"Eli böğründe" ifadesi mimari bağlamda "payanda"ya karşılık gelir. bu terim, geleneksel mimaride, özellikle türk mimarisinde, yapısal destek elemanı olarak kullanılan payandayı tanımlamak için kullanılır. payanda, bir duvarın veya yapı elemanının dışa doğru devrilmesini önlemek amacıyla kullanılan eğik destek elemanıdır. bu, "eli böğründe" ifadesiyle özdeşleşmiştir, çünkü payandanın şekli, kişinin elinin böğrüne yaslanmış haliyle benzerlik gösterir.
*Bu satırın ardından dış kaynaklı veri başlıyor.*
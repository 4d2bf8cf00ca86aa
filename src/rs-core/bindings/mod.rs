mod js_functions;
mod page;
#[cfg(test)]
pub(crate) mod test_support;

pub use js_functions::*;
pub(crate) use page::{
    Clock, JsPage, MediaElement, Page, RestartBackend, StreamSource, Timers, ViewerUi,
    WakeLockApi,
};
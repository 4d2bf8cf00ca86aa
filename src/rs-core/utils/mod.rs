pub(crate) mod duration;
pub(crate) mod js_number;
pub(crate) mod logger;
pub(crate) mod url;
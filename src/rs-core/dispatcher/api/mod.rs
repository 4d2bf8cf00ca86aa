use crate::{
    bindings::{ControlsPlacement, JsPage},
    utils::logger::LoggerLevel,
    wasm_bindgen, Logger,
};

use super::Dispatcher;

/// Methods exposed to the JavaScript-side.
///
/// Note that these are not the only methods callable by JavaScript. There's
/// also "event_listeners" which as its name point at, should be called when particular
/// events happen. Such "event_listeners" are defined in its own file.
#[wasm_bindgen]
impl Dispatcher {
    /// Create a new `Dispatcher` controlling the media element and controls of the page.
    #[wasm_bindgen(constructor)]
    pub fn new() -> Self {
        Self::with_page(Box::new(JsPage))
    }

    /// Start playing the configured stream and begin observing the live edge.
    pub fn load_stream(&mut self) {
        Logger::info("Core: API: load_stream called");
        self.load_stream_core();
    }

    /// Stop periodic checks. The stream itself is left to the stream library.
    pub fn stop(&mut self) {
        self.stop_catch_up_checks();
    }

    pub fn set_log_level(&mut self, level: LoggerLevel) {
        Logger::set_logger_level(level);
    }

    pub fn stream_url(&self) -> String {
        self.config.stream_url.clone()
    }

    pub fn set_stream_url(&mut self, url: String) {
        self.config.stream_url = url;
    }

    pub fn set_restart_endpoint(&mut self, endpoint: String) {
        self.config.restart_endpoint = endpoint;
    }

    pub fn set_restart_request_timeout(&mut self, timeout: Option<f64>) {
        self.config.restart_request_timeout = timeout;
    }

    pub fn set_catch_up_check_interval(&mut self, interval: f64) {
        self.config.catch_up_check_interval = interval;
        if self.catch_up_timer.is_some() {
            self.start_catch_up_checks();
        }
    }

    pub fn set_catch_up_margin(&mut self, margin: f64) {
        self.config.catch_up_margin = margin;
    }

    pub fn set_bookmark_seek_bias(&mut self, bias: f64) {
        self.config.bookmark_seek_bias = bias;
    }

    pub fn set_live_edge_offset(&mut self, offset: f64) {
        self.config.live_edge_offset = offset;
    }

    pub fn set_target_latency(&mut self, target_latency: f64) {
        self.config.target_latency = target_latency;
    }

    pub fn back_buffer_length(&self) -> f64 {
        self.config.load_policy.back_buffer_length
    }

    pub fn set_back_buffer_length(&mut self, length: f64) {
        self.config.load_policy.back_buffer_length = length;
    }

    pub fn max_time_to_first_byte(&self) -> f64 {
        self.config.load_policy.max_time_to_first_byte
    }

    pub fn max_load_time(&self) -> f64 {
        self.config.load_policy.max_load_time
    }

    pub fn timeout_retry_count(&self) -> u32 {
        self.config.load_policy.timeout_retry_count
    }

    pub fn error_retry_count(&self) -> u32 {
        self.config.load_policy.error_retry_count
    }

    pub fn set_error_retry_count(&mut self, count: u32) {
        self.config.load_policy.error_retry_count = count;
    }

    pub fn retry_delay(&self) -> f64 {
        self.config.load_policy.retry_delay
    }

    pub fn max_retry_delay(&self) -> f64 {
        self.config.load_policy.max_retry_delay
    }

    /// Predicate given to the stream library, deciding whether a failed fragment or playlist
    /// request is retried.
    pub fn should_retry(&self, retry_count: u32, status: Option<u32>) -> bool {
        self.config.load_policy.should_retry(retry_count, status)
    }

    pub fn latency_from_air(&self) -> Option<f64> {
        self.latency_tracker.latency_from_air_ms()
    }

    /// Current playback rate of the media element.
    pub fn playback_rate(&self) -> f64 {
        self.page.playback_rate()
    }

    pub fn controls_placement(&self) -> ControlsPlacement {
        self.controls.placement()
    }

    pub fn is_restart_in_flight(&self) -> bool {
        self.restart.is_in_flight()
    }
}

impl Default for Dispatcher {
    fn default() -> Self {
        Self::new()
    }
}
/// Convert user-entered text to a number the way JavaScript's `Number()` does.
///
/// Surrounding whitespace is ignored, an empty string gives `0` and anything which is not a
/// number gives `NaN`.
pub(crate) fn coerce_number(input: &str) -> f64 {
    let trimmed = input.trim();
    if trimmed.is_empty() {
        return 0.;
    }
    match trimmed {
        "Infinity" | "+Infinity" => return f64::INFINITY,
        "-Infinity" => return f64::NEG_INFINITY,
        _ => {}
    }

    let radix = match trimmed.get(..2) {
        Some("0x") | Some("0X") => Some(16),
        Some("0o") | Some("0O") => Some(8),
        Some("0b") | Some("0B") => Some(2),
        _ => None,
    };
    if let Some(radix) = radix {
        return u64::from_str_radix(&trimmed[2..], radix).map_or(f64::NAN, |v| v as f64);
    }

    // Rust accepts spellings such as "inf" or "nan" that JavaScript rejects.
    if trimmed.bytes().any(|b| b.is_ascii_alphabetic() && b != b'e' && b != b'E') {
        return f64::NAN;
    }
    trimmed.parse::<f64>().unwrap_or(f64::NAN)
}
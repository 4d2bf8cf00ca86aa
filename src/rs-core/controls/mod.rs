use crate::{
    bindings::{ControlsPlacement, ViewerUi},
    Logger,
};

/// Keeps track of where the controls panel is displayed and of whether it can be fully shown
/// without scrolling.
///
/// The placement is the source of truth: the DOM is only updated as a consequence of a
/// transition.
pub(crate) struct ControlsVisibilityController {
    placement: ControlsPlacement,

    /// Last "fits without scrolling" verdict applied to the page.
    ///
    /// `None` if never computed.
    fits_without_scrolling: Option<bool>,

    /// Set when the viewport changed while the panel was docked: the new layout will only be
    /// considered once the panel is collapsed again.
    pending_update: bool,
}

impl ControlsVisibilityController {
    pub(crate) fn new() -> Self {
        Self {
            placement: ControlsPlacement::Collapsed,
            fits_without_scrolling: None,
            pending_update: false,
        }
    }

    pub(crate) fn placement(&self) -> ControlsPlacement {
        self.placement
    }

    pub(crate) fn fits_without_scrolling(&self) -> Option<bool> {
        self.fits_without_scrolling
    }

    pub(crate) fn has_pending_update(&self) -> bool {
        self.pending_update
    }

    /// Show more of the controls: `Collapsed` -> `DockedExpanded` -> `FloatingFullyExpanded`.
    pub(crate) fn expand<P: ViewerUi + ?Sized>(&mut self, page: &mut P) {
        let next = match self.placement {
            ControlsPlacement::Collapsed => ControlsPlacement::DockedExpanded,
            ControlsPlacement::DockedExpanded => ControlsPlacement::FloatingFullyExpanded,
            ControlsPlacement::FloatingFullyExpanded => return,
        };
        self.transition(page, next);
    }

    /// Show less of the controls: `FloatingFullyExpanded` -> `DockedExpanded` -> `Collapsed`.
    ///
    /// Going back to `Collapsed` applies a layout update deferred while docked, if one.
    pub(crate) fn collapse<P: ViewerUi + ?Sized>(&mut self, page: &mut P) {
        let next = match self.placement {
            ControlsPlacement::FloatingFullyExpanded => ControlsPlacement::DockedExpanded,
            ControlsPlacement::DockedExpanded => ControlsPlacement::Collapsed,
            ControlsPlacement::Collapsed => return,
        };
        self.transition(page, next);
        if next == ControlsPlacement::Collapsed && self.pending_update {
            self.pending_update = false;
            self.update_controls(page);
        }
    }

    /// Method to call on load and each time the viewport is resized.
    ///
    /// Checks whether the controls region fits in the viewport and, if that verdict changed,
    /// toggles the marker suppressing the compact mode. While docked, this is deferred until the
    /// panel is collapsed, as changing the layout under an open panel would make it jump.
    pub(crate) fn update_controls<P: ViewerUi + ?Sized>(&mut self, page: &mut P) {
        if self.placement == ControlsPlacement::DockedExpanded {
            Logger::debug("Controls: panel docked, deferring layout update");
            self.pending_update = true;
            return;
        }
        let fits = page.controls_layout().fits_in_viewport();
        if self.fits_without_scrolling != Some(fits) {
            Logger::debug(&format!("Controls: fits without scrolling: {fits}"));
            self.fits_without_scrolling = Some(fits);
            page.set_compact_mode_suppressed(fits);
        }
    }

    /// Push the current placement to the page, e.g. at start-up.
    pub(crate) fn apply_placement<P: ViewerUi + ?Sized>(&self, page: &mut P) {
        page.set_controls_placement(self.placement);
    }

    /// Enter fullscreen mode if not already in it, exit it otherwise.
    pub(crate) fn toggle_fullscreen<P: ViewerUi + ?Sized>(&self, page: &mut P) {
        let fullscreen = page.is_fullscreen();
        page.set_fullscreen(!fullscreen);
    }

    fn transition<P: ViewerUi + ?Sized>(&mut self, page: &mut P, next: ControlsPlacement) {
        Logger::debug(&format!("Controls: {:?} -> {:?}", self.placement, next));
        self.placement = next;
        page.set_controls_placement(next);
    }
}

#[cfg(test)]
mod tests {
    use super::*;
    use crate::bindings::{test_support::FakePage, ControlsLayout};

    #[test]
    fn test_expand_and_collapse() {
        let mut page = FakePage::new();
        let mut controls = ControlsVisibilityController::new();
        assert_eq!(controls.placement(), ControlsPlacement::Collapsed);

        controls.expand(&mut page);
        assert_eq!(controls.placement(), ControlsPlacement::DockedExpanded);
        controls.expand(&mut page);
        assert_eq!(controls.placement(), ControlsPlacement::FloatingFullyExpanded);
        controls.expand(&mut page);
        assert_eq!(controls.placement(), ControlsPlacement::FloatingFullyExpanded);

        controls.collapse(&mut page);
        assert_eq!(controls.placement(), ControlsPlacement::DockedExpanded);
        controls.collapse(&mut page);
        assert_eq!(controls.placement(), ControlsPlacement::Collapsed);
        controls.collapse(&mut page);
        assert_eq!(controls.placement(), ControlsPlacement::Collapsed);

        // no-op transitions are not pushed to the page
        assert_eq!(
            page.state().placements,
            vec![
                ControlsPlacement::DockedExpanded,
                ControlsPlacement::FloatingFullyExpanded,
                ControlsPlacement::DockedExpanded,
                ControlsPlacement::Collapsed,
            ]
        );
    }

    #[test]
    fn test_expand_then_collapse_twice_returns_to_collapsed() {
        let mut page = FakePage::new();
        let mut controls = ControlsVisibilityController::new();
        controls.expand(&mut page);
        controls.collapse(&mut page);
        controls.collapse(&mut page);
        assert_eq!(controls.placement(), ControlsPlacement::Collapsed);
        assert_eq!(page.state().placements.last(), Some(&ControlsPlacement::Collapsed));
    }

    #[test]
    fn test_update_controls_toggles_marker_only_on_change() {
        let mut page = FakePage::new();
        let mut controls = ControlsVisibilityController::new();
        page.state().layout = ControlsLayout::new(100., 300., 800.);
        controls.update_controls(&mut page);
        controls.update_controls(&mut page);
        assert_eq!(controls.fits_without_scrolling(), Some(true));
        assert_eq!(page.state().compact_mode_suppressed, vec![true]);

        page.state().layout = ControlsLayout::new(600., 300., 800.);
        controls.update_controls(&mut page);
        assert_eq!(controls.fits_without_scrolling(), Some(false));
        assert_eq!(page.state().compact_mode_suppressed, vec![true, false]);

        // update does not change the placement
        assert_eq!(controls.placement(), ControlsPlacement::Collapsed);
        assert!(page.state().placements.is_empty());
    }

    #[test]
    fn test_layout_bounds() {
        assert!(ControlsLayout::new(0., 800., 800.).fits_in_viewport());
        assert!(!ControlsLayout::new(-1., 100., 800.).fits_in_viewport());
        assert!(!ControlsLayout::new(1., 800., 800.).fits_in_viewport());
    }

    #[test]
    fn test_update_deferred_while_docked() {
        let mut page = FakePage::new();
        let mut controls = ControlsVisibilityController::new();
        page.state().layout = ControlsLayout::new(0., 300., 800.);
        controls.update_controls(&mut page);
        assert_eq!(page.state().compact_mode_suppressed, vec![true]);

        controls.expand(&mut page);
        page.state().layout = ControlsLayout::new(0., 300., 200.);
        controls.update_controls(&mut page);
        assert!(controls.has_pending_update());
        assert_eq!(page.state().compact_mode_suppressed, vec![true]);

        controls.collapse(&mut page);
        assert!(!controls.has_pending_update());
        assert_eq!(controls.fits_without_scrolling(), Some(false));
        assert_eq!(page.state().compact_mode_suppressed, vec![true, false]);
    }

    #[test]
    fn test_update_applied_while_floating() {
        let mut page = FakePage::new();
        let mut controls = ControlsVisibilityController::new();
        controls.expand(&mut page);
        controls.expand(&mut page);
        page.state().layout = ControlsLayout::new(0., 300., 200.);
        controls.update_controls(&mut page);
        assert!(!controls.has_pending_update());
        assert_eq!(page.state().compact_mode_suppressed, vec![false]);
    }

    #[test]
    fn test_pending_update_survives_going_floating() {
        let mut page = FakePage::new();
        let mut controls = ControlsVisibilityController::new();
        controls.expand(&mut page);
        controls.update_controls(&mut page);
        controls.expand(&mut page);
        controls.collapse(&mut page);
        assert!(controls.has_pending_update());
        controls.collapse(&mut page);
        assert!(!controls.has_pending_update());
        assert_eq!(page.state().compact_mode_suppressed, vec![true]);
    }

    #[test]
    fn test_toggle_fullscreen() {
        let mut page = FakePage::new();
        let controls = ControlsVisibilityController::new();
        controls.toggle_fullscreen(&mut page);
        assert!(page.state().fullscreen);
        controls.toggle_fullscreen(&mut page);
        assert!(!page.state().fullscreen);
    }
}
geleneksel mimaride, "eli böğründe" veya payanda, sadece yapısal bir eleman olmanın ötesinde, estetik ve kültürel anlamlar da taşır. osmanlı ve selçuklu dönemlerinden kalma birçok yapı, özellikle ahşap evler ve camiler, dış cephelerinde bu destek elemanlarını kullanmıştır. payandalar, aynı zamanda yapıların özgün kimliklerini belirleyen unsurlardan biridir. mesela, safranbolu evlerinde ya da i̇stanbul'daki eski ahşap konaklarda sıkça rastlanan bu mimari detay, sadece teknik bir gereklilik değil, aynı zamanda bir süsleme ögesidir.
payandanın kullanımı, yapının zeminle olan ilişkisini güçlendirir ve yapıyı çevresel etkenlere karşı korur. örneğin, deprem gibi yer hareketlerine karşı bu elemanlar oldukça etkilidir. yalnızca duvarları desteklemekle kalmaz, aynı zamanda binanın genel stabilitesine katkıda bulunur. bu anlamda, "eli böğründe" ifadesi, hem yapının kendini koruma refleksini hem de mimarın tasarımındaki inceliği sembolize eder.
kendi mimari tecrübemden de örnek verecek olursam, (bkz:restorasyon) projelerinde payandaların orijinal haline sadık kalarak yeniden yapıya kazandırılması oldukça önemlidir. bu, yapının tarihi ve kültürel kimliğini korumak açısından hayati bir rol oynar. payandalar, sadece estetik bir unsur değil, aynı zamanda yapının ruhunu yansıtan bir detaydır. bir binanın köşe noktalarındaki bu detaylar, onu sıradanlıktan kurtarır ve ona bir karakter kazandırır.
günümüzde modern mimaride bu tür detaylara daha az rastlasak da, eski yapıların restorasyonunda bu tür geleneksel unsurların korunması, kültürel mirasın yaşatılması adına büyük bir önem taşır. özellikle çağdaş mimaride bu tarz unsurların yeni malzemeler ve tekniklerle yeniden yorumlanması, geçmişle günümüz arasında bir köprü kurar.